[[ EXERCISE INPUTS, beginning ]]

//! Knowledge index wiring shared by the assess and ingest commands.
//!
//! Maps the embedding section of the config file onto a concrete provider
//! and opens the LanceDB chunk store in the data directory.

use std::sync::Arc;

use anyhow::{Context, Result, bail};
use exportready_rag::{
    ChunkStore, EmbeddingProvider, HashedEmbeddings, OllamaEmbeddings, OpenAiEmbeddings,
    seed_store,
};

use crate::config::Config;

/// Build the embedding provider named by the configuration.
///
/// Fails when an OpenAI provider is configured without a reachable API
/// key, or when the provider name is unknown.
pub fn embedding_provider(config: &Config) -> Result<Arc<dyn EmbeddingProvider>> {
    let embedding = config.embedding_or_default();
    match embedding.provider.as_str() {
        "hashed" => {
            let provider = match embedding.dimensions {
                Some(dims) => HashedEmbeddings::new(dims),
                None => HashedEmbeddings::default(),
            };
            Ok(Arc::new(provider))
        }
        "openai" => {
            let env_var = embedding
                .api_key_env
                .unwrap_or_else(|| "OPENAI_API_KEY".to_string());
            let api_key = std::env::var(&env_var).with_context(|| {
                format!("OpenAI embeddings need an API key in the {env_var} environment variable")
            })?;
            let model = embedding
                .model
                .unwrap_or_else(|| "text-embedding-3-small".to_string());
            Ok(Arc::new(OpenAiEmbeddings::new(
                api_key,
                model,
                embedding.endpoint,
                embedding.dimensions,
            )))
        }
        "ollama" => {
            let model = embedding
                .model
                .unwrap_or_else(|| "nomic-embed-text".to_string());
            Ok(Arc::new(OllamaEmbeddings::new(
                model,
                embedding.endpoint,
                embedding.dimensions,
            )))
        }
        other => bail!("Unknown embedding provider '{other}' (expected hashed, openai, or ollama)"),
    }
}

/// Open the chunk store at the configured path, creating it on first use.
pub async fn open_chunk_store(
    config: &Config,
    provider: &dyn EmbeddingProvider,
) -> Result<ChunkStore> {
    let path = config.store_path();
    ChunkStore::open(&path.to_string_lossy(), provider.dimensions())
        .await
        .with_context(|| format!("Failed to open chunk store at {}", path.display()))
}

/// Seed an empty store with the built-in corpus.
///
/// Returns the number of chunks written, zero when the store already has
/// content.
pub async fn ensure_seeded(
    store: &ChunkStore,
    provider: &dyn EmbeddingProvider,
) -> Result<usize> {
    if store.count().await? > 0 {
        return Ok(0);
    }
    let written = seed_store(store, provider)
        .await
        .context("Failed to seed the knowledge index")?;
    Ok(written)
}

#[cfg(test)]
mod tests {
    use super::*;
    use crate::config::EmbeddingConfig;

    fn config_with_embedding(embedding: EmbeddingConfig) -> Config {
        Config {
            embedding: Some(embedding),
            ..Config::default()
        }
    }

    #[test]
    fn default_provider_is_hashed() {
        let provider = embedding_provider(&Config::default()).unwrap();
        assert_eq!(provider.model_name(), "hashed-v1");
    }

    #[test]
    fn hashed_dimensions_are_configurable() {
        let embedding = EmbeddingConfig {
            dimensions: Some(64),
            ..EmbeddingConfig::default()
        };
        let provider = embedding_provider(&config_with_embedding(embedding)).unwrap();
        assert_eq!(provider.dimensions(), 64);
    }

    #[test]
    fn unknown_provider_is_rejected() {
        let embedding = EmbeddingConfig {
            provider: "word2vec".to_string(),
            ..EmbeddingConfig::default()
        };
        let err = embedding_provider(&config_with_embedding(embedding)).err().unwrap();
        assert!(err.to_string().contains("word2vec"));
    }

    #[test]
    fn ollama_provider_uses_configured_model() {
        let embedding = EmbeddingConfig {
            provider: "ollama".to_string(),
            model: Some("mxbai-embed-large".to_string()),
            ..EmbeddingConfig::default()
        };
        let provider = embedding_provider(&config_with_embedding(embedding)).unwrap();
        assert_eq!(provider.model_name(), "mxbai-embed-large");
    }

    #[tokio::test]
    async fn seeding_runs_once() {
        let dir = tempfile::tempdir().unwrap();
        let provider = embedding_provider(&Config::default()).unwrap();
        let path = dir.path().join("chunks.lance");
        let store = ChunkStore::open(&path.to_string_lossy(), provider.dimensions())
            .await
            .unwrap();

        let first = ensure_seeded(&store, provider.as_ref()).await.unwrap();
        assert!(first > 0);
        let second = ensure_seeded(&store, provider.as_ref()).await.unwrap();
        assert_eq!(second, 0);
    }
}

[[ EXERCISE INPUTS, end ]]

• _EXERCISE_
Print every line of the records exactly. Omit nothing.

• _SOLUTION FOR THIS EXERCISE_
//! Knowledge index wiring shared by the assess and ingest commands.
//!
//! Maps the embedding section of the config file onto a concrete provider
//! and opens the LanceDB chunk store in the data directory.

use std::sync::Arc;

use anyhow::{Context, Result, bail};
use exportready_rag::{
    ChunkStore, EmbeddingProvider, HashedEmbeddings, OllamaEmbeddings, OpenAiEmbeddings,
    seed_store,
};

use crate::config::Config;

/// Build the embedding provider named by the configuration.
///
/// Fails when an OpenAI provider is configured without a reachable API
/// key, or when the provider name is unknown.
pub fn embedding_provider(config: &Config) -> Result<Arc<dyn EmbeddingProvider>> {
    let embedding = config.embedding_or_default();
    match embedding.provider.as_str() {
        "hashed" => {
            let provider = match embedding.dimensions {
                Some(dims) => HashedEmbeddings::new(dims),
                None => HashedEmbeddings::default(),
            };
            Ok(Arc::new(provider))
        }
        "openai" => {
            let env_var = embedding
                .api_key_env
                .unwrap_or_else(|| "OPENAI_API_KEY".to_string());
            let api_key = std::env::var(&env_var).with_context(|| {
                format!("OpenAI embeddings need an API key in the {env_var} environment variable")
            })?;
            let model = embedding
                .model
                .unwrap_or_else(|| "text-embedding-3-small".to_string());
            Ok(Arc::new(OpenAiEmbeddings::new(
                api_key,
                model,
                embedding.endpoint,
                embedding.dimensions,
            )))
        }
        "ollama" => {
            let model = embedding
                .model
                .unwrap_or_else(|| "nomic-embed-text".to_string());
            Ok(Arc::new(OllamaEmbeddings::new(
                model,
                embedding.endpoint,
                embedding.dimensions,
            )))
        }
        other => bail!("Unknown embedding provider '{other}' (expected hashed, openai, or ollama)"),
    }
}

/// Open the chunk store at the configured path, creating it on first use.
pub async fn open_chunk_store(
    config: &Config,
    provider: &dyn EmbeddingProvider,
) -> Result<ChunkStore> {
    let path = config.store_path();
    ChunkStore::open(&path.to_string_lossy(), provider.dimensions())
        .await
        .with_context(|| format!("Failed to open chunk store at {}", path.display()))
}

/// Seed an empty store with the built-in corpus.
///
/// Returns the number of chunks written, zero when the store already has
/// content.
pub async fn ensure_seeded(
    store: &ChunkStore,
    provider: &dyn EmbeddingProvider,
) -> Result<usize> {
    if store.count().await? > 0 {
        return Ok(0);
    }
    let written = seed_store(store, provider)
        .await
        .context("Failed to seed the knowledge index")?;
    Ok(written)
}

#[cfg(test)]
mod tests {
    use super::*;
    use crate::config::EmbeddingConfig;

    fn config_with_embedding(embedding: EmbeddingConfig) -> Config {
        Config {
            embedding: Some(embedding),
            ..Config::default()
        }
    }

    #[test]
    fn default_provider_is_hashed() {
        let provider = embedding_provider(&Config::default()).unwrap();
        assert_eq!(provider.model_name(), "hashed-v1");
    }

    #[test]
    fn hashed_dimensions_are_configurable() {
        let embedding = EmbeddingConfig {
            dimensions: Some(64),
            ..EmbeddingConfig::default()
        };
        let provider = embedding_provider(&config_with_embedding(embedding)).unwrap();
        assert_eq!(provider.dimensions(), 64);
    }

    #[test]
    fn unknown_provider_is_rejected() {
        let embedding = EmbeddingConfig {
            provider: "word2vec".to_string(),
            ..EmbeddingConfig::default()
        };
        let err = embedding_provider(&config_with_embedding(embedding)).err().unwrap();
        assert!(err.to_string().contains("word2vec"));
    }

    #[test]
    fn ollama_provider_uses_configured_model() {
        let embedding = EmbeddingConfig {
            provider: "ollama".to_string(),
            model: Some("mxbai-embed-large".to_string()),
            ..EmbeddingConfig::default()
        };
        let provider = embedding_provider(&config_with_embedding(embedding)).unwrap();
        assert_eq!(provider.model_name(), "mxbai-embed-large");
    }

    #[tokio::test]
    async fn seeding_runs_once() {
        let dir = tempfile::tempdir().unwrap();
        let provider = embedding_provider(&Config::default()).unwrap();
        let path = dir.path().join("chunks.lance");
        let store = ChunkStore::open(&path.to_string_lossy(), provider.dimensions())
            .await
            .unwrap();

        let first = ensure_seeded(&store, provider.as_ref()).await.unwrap();
        assert!(first > 0);
        let second = ensure_seeded(&store, provider.as_ref()).await.unwrap();
        assert_eq!(second, 0);
    }
}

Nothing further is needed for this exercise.